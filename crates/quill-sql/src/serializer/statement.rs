use super::{Comma, Flavor, Ident, Params, ToSql};

use quill_core::stmt::{self, Distinct, Statement};

impl ToSql for &Statement {
    fn to_sql<P: Params>(self, f: &mut super::Formatter<'_, P>) {
        match self {
            Statement::Query(stmt) => stmt.to_sql(f),
            Statement::Insert(stmt) => stmt.to_sql(f),
            Statement::Update(stmt) => stmt.to_sql(f),
            Statement::Delete(stmt) => stmt.to_sql(f),
        }
    }
}

impl ToSql for &stmt::Select {
    fn to_sql<P: Params>(self, f: &mut super::Formatter<'_, P>) {
        fmt!(f, "SELECT ");

        match &self.distinct {
            Distinct::None => {}
            Distinct::All => fmt!(f, "DISTINCT "),
            Distinct::On(exprs) => fmt!(f, "DISTINCT ON (" Comma(exprs) ") "),
        }

        if self.items.is_empty() {
            fmt!(f, "*");
        } else {
            fmt!(f, Comma(&self.items));
        }

        if !self.from.is_empty() {
            fmt!(f, " FROM " Comma(&self.from));
        }

        for join in &self.joins {
            join.to_sql(f);
        }

        if let Some(filter) = &self.filter {
            fmt!(f, " WHERE " filter);
        }

        if !self.group_by.is_empty() {
            fmt!(f, " GROUP BY " Comma(&self.group_by));
        }

        if let Some(having) = &self.having {
            fmt!(f, " HAVING " having);
        }

        if !self.order_by.is_empty() {
            fmt!(f, " ORDER BY " Comma(&self.order_by));
        }

        match (self.limit, self.offset) {
            (Some(limit), Some(offset)) => fmt!(f, " LIMIT " limit " OFFSET " offset),
            (Some(limit), None) => fmt!(f, " LIMIT " limit),
            (None, Some(offset)) => match f.serializer.flavor {
                // Both require a LIMIT before OFFSET
                Flavor::Sqlite => fmt!(f, " LIMIT -1 OFFSET " offset),
                Flavor::Mysql => fmt!(f, " LIMIT 18446744073709551615 OFFSET " offset),
                Flavor::Postgresql => fmt!(f, " OFFSET " offset),
            },
            (None, None) => {}
        }
    }
}

impl ToSql for &stmt::SelectItem {
    fn to_sql<P: Params>(self, f: &mut super::Formatter<'_, P>) {
        match self {
            stmt::SelectItem::All => fmt!(f, "*"),
            stmt::SelectItem::AllFrom(table) => fmt!(f, Ident(table) ".*"),
            stmt::SelectItem::Expr { expr, alias } => {
                let alias = alias.as_ref().map(|alias| (" AS ", Ident(alias)));
                fmt!(f, expr alias);
            }
        }
    }
}

impl ToSql for &stmt::TableRef {
    fn to_sql<P: Params>(self, f: &mut super::Formatter<'_, P>) {
        match self {
            stmt::TableRef::Table(table) => table.to_sql(f),
            stmt::TableRef::Derived { query, alias } => {
                let query = &**query;
                fmt!(f, "(" query ") AS " Ident(alias));
            }
            stmt::TableRef::Function { func, alias } => {
                fmt!(f, func.name.as_str() "(" Comma(&func.args) ") AS " Ident(alias));
            }
        }
    }
}

impl ToSql for &stmt::TableName {
    fn to_sql<P: Params>(self, f: &mut super::Formatter<'_, P>) {
        if let Some(schema) = &self.schema {
            fmt!(f, Ident(schema) ".");
        }
        fmt!(f, Ident(&self.name));

        if let Some(alias) = &self.alias {
            if *alias != self.name {
                fmt!(f, " AS " Ident(alias));
            }
        }
    }
}

impl ToSql for &stmt::Join {
    fn to_sql<P: Params>(self, f: &mut super::Formatter<'_, P>) {
        let kind = match self.kind {
            stmt::JoinKind::Inner => " INNER JOIN ",
            stmt::JoinKind::Left => " LEFT JOIN ",
        };
        fmt!(f, kind self.table " ON " self.on);
    }
}

impl ToSql for &stmt::OrderByExpr {
    fn to_sql<P: Params>(self, f: &mut super::Formatter<'_, P>) {
        let direction = match self.direction {
            stmt::Direction::Asc => " ASC",
            stmt::Direction::Desc => " DESC",
        };

        match self.nulls {
            None => fmt!(f, self.expr direction),
            // MySQL sorts NULL first ascending; emulate with an IS NULL key
            Some(nulls) if f.serializer.is_mysql() => {
                let nulls = match nulls {
                    stmt::NullsOrder::First => " IS NULL DESC, ",
                    stmt::NullsOrder::Last => " IS NULL ASC, ",
                };
                fmt!(f, self.expr nulls self.expr direction);
            }
            Some(stmt::NullsOrder::First) => fmt!(f, self.expr direction " NULLS FIRST"),
            Some(stmt::NullsOrder::Last) => fmt!(f, self.expr direction " NULLS LAST"),
        }
    }
}

impl ToSql for &stmt::Insert {
    fn to_sql<P: Params>(self, f: &mut super::Formatter<'_, P>) {
        let ignore = self.on_conflict.is_some() && f.serializer.is_mysql();
        let insert = if ignore { "INSERT IGNORE INTO " } else { "INSERT INTO " };
        let table = InsertTable(&self.table);

        if self.is_default_values() {
            if f.serializer.is_mysql() {
                let rows = Comma(self.rows.iter().map(|_| "()"));
                fmt!(f, insert table " () VALUES " rows);
            } else {
                fmt!(f, insert table " DEFAULT VALUES");
            }
        } else {
            let columns = Comma(self.columns.iter().map(Ident));
            let rows = Comma(self.rows.iter().map(|row| ("(", Comma(row), ")")));
            fmt!(f, insert table " (" columns ") VALUES " rows);
        }

        if self.on_conflict.is_some() && !f.serializer.is_mysql() {
            fmt!(f, " ON CONFLICT DO NOTHING");
        }

        Returning(&self.returning).to_sql(f);
    }
}

/// The target of an `INSERT`, which never carries an alias.
struct InsertTable<'a>(&'a stmt::TableName);

impl ToSql for InsertTable<'_> {
    fn to_sql<P: Params>(self, f: &mut super::Formatter<'_, P>) {
        if let Some(schema) = &self.0.schema {
            fmt!(f, Ident(schema) ".");
        }
        fmt!(f, Ident(&self.0.name));
    }
}

struct Returning<'a>(&'a [stmt::SelectItem]);

impl ToSql for Returning<'_> {
    fn to_sql<P: Params>(self, f: &mut super::Formatter<'_, P>) {
        if !self.0.is_empty() {
            fmt!(f, " RETURNING " Comma(self.0));
        }
    }
}

impl ToSql for &stmt::Update {
    fn to_sql<P: Params>(self, f: &mut super::Formatter<'_, P>) {
        let assignments = Comma(&self.assignments);
        let table = &self.table;
        fmt!(f, "UPDATE " table " SET " assignments);

        if let Some(filter) = &self.filter {
            fmt!(f, " WHERE " filter);
        }

        if let Some(limit) = self.limit {
            fmt!(f, " LIMIT " limit);
        }

        Returning(&self.returning).to_sql(f);
    }
}

impl ToSql for &stmt::Assignment {
    fn to_sql<P: Params>(self, f: &mut super::Formatter<'_, P>) {
        let value = &self.value;
        fmt!(f, Ident(&self.column) " = " value);
    }
}

impl ToSql for &stmt::Delete {
    fn to_sql<P: Params>(self, f: &mut super::Formatter<'_, P>) {
        let table = &self.table;
        fmt!(f, "DELETE FROM " table);

        if let Some(filter) = &self.filter {
            fmt!(f, " WHERE " filter);
        }

        if let Some(limit) = self.limit {
            fmt!(f, " LIMIT " limit);
        }

        Returning(&self.returning).to_sql(f);
    }
}
use super::{Expr, ExprFunc};

#[derive(Debug, Clone, Default, PartialEq)]
pub struct Select {
    pub distinct: Distinct,

    pub items: Vec<SelectItem>,

    /// `FROM` sources, joined with commas when more than one
    pub from: Vec<TableRef>,

    pub joins: Vec<Join>,

    pub filter: Option<Expr>,

    pub group_by: Vec<Expr>,

    pub having: Option<Expr>,

    pub order_by: Vec<OrderByExpr>,

    pub limit: Option<u64>,

    pub offset: Option<u64>,
}

#[derive(Debug, Clone, Default, PartialEq)]
pub enum Distinct {
    #[default]
    None,
    All,
    /// `DISTINCT ON (exprs)`, Postgres only
    On(Vec<Expr>),
}

#[derive(Debug, Clone, PartialEq)]
pub enum SelectItem {
    /// `*`
    All,

    /// `alias.*`
    AllFrom(String),

    Expr { expr: Expr, alias: Option<String> },
}

#[derive(Debug, Clone, PartialEq)]
pub enum TableRef {
    Table(TableName),
    Derived { query: Box<Select>, alias: String },

    /// A table-valued function such as SQLite's `json_each`
    Function { func: ExprFunc, alias: String },
}

#[derive(Debug, Clone, PartialEq, Eq)]
pub struct TableName {
    pub name: String,
    pub schema: Option<String>,
    pub alias: Option<String>,
}

#[derive(Debug, Clone, PartialEq)]
pub struct Join {
    pub kind: JoinKind,
    pub table: TableRef,
    pub on: Expr,
}

#[derive(Debug, Clone, Copy, PartialEq, Eq)]
pub enum JoinKind {
    Inner,
    Left,
}

#[derive(Debug, Clone, PartialEq)]
pub struct OrderByExpr {
    pub expr: Expr,
    pub direction: Direction,
    pub nulls: Option<NullsOrder>,
}

#[derive(Debug, Clone, Copy, PartialEq, Eq)]
pub enum Direction {
    Asc,
    Desc,
}

#[derive(Debug, Clone, Copy, PartialEq, Eq)]
pub enum NullsOrder {
    First,
    Last,
}

impl Select {
    pub fn from(table: TableRef) -> Select {
        Select {
            from: vec![table],
            ..Select::default()
        }
    }

    pub fn item(mut self, expr: Expr, alias: Option<&str>) -> Select {
        self.items.push(SelectItem::Expr {
            expr,
            alias: alias.map(str::to_string),
        });
        self
    }

    pub fn and_filter(&mut self, expr: Expr) {
        let filter = match self.filter.take() {
            Some(existing) => Expr::and([existing, expr]),
            None => expr,
        };
        self.filter = if filter.is_true() { None } else { Some(filter) };
    }
}

impl SelectItem {
    pub fn expr(expr: Expr) -> SelectItem {
        SelectItem::Expr { expr, alias: None }
    }

    pub fn aliased(expr: Expr, alias: impl Into<String>) -> SelectItem {
        SelectItem::Expr {
            expr,
            alias: Some(alias.into()),
        }
    }
}

impl TableRef {
    pub fn table(name: impl Into<String>, alias: Option<String>) -> TableRef {
        TableRef::Table(TableName {
            name: name.into(),
            schema: None,
            alias,
        })
    }

    pub fn derived(query: Select, alias: impl Into<String>) -> TableRef {
        TableRef::Derived {
            query: Box::new(query),
            alias: alias.into(),
        }
    }

    /// The name columns of this source are qualified with.
    pub fn qualifier(&self) -> &str {
        match self {
            TableRef::Table(table) => table.alias.as_deref().unwrap_or(&table.name),
            TableRef::Derived { alias, .. } | TableRef::Function { alias, .. } => alias,
        }
    }
}

impl Direction {
    pub fn reverse(self) -> Direction {
        match self {
            Direction::Asc => Direction::Desc,
            Direction::Desc => Direction::Asc,
        }
    }
}

impl NullsOrder {
    pub fn reverse(self) -> NullsOrder {
        match self {
            NullsOrder::First => NullsOrder::Last,
            NullsOrder::Last => NullsOrder::First,
        }
    }
}

impl OrderByExpr {
    pub fn new(expr: Expr, direction: Direction) -> OrderByExpr {
        OrderByExpr {
            expr,
            direction,
            nulls: None,
        }
    }

    /// The same ordering key sorted the opposite way.
    pub fn reverse(self) -> OrderByExpr {
        OrderByExpr {
            expr: self.expr,
            direction: self.direction.reverse(),
            nulls: self.nulls.map(NullsOrder::reverse),
        }
    }
}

--

- Task to complete
Wherever the word "TableName" appears in the entries above, copy that whole line.

- Task solution
impl ToSql for &stmt::TableName {
struct InsertTable<'a>(&'a stmt::TableName);
    Table(TableName),
pub struct TableName {
        TableRef::Table(TableName {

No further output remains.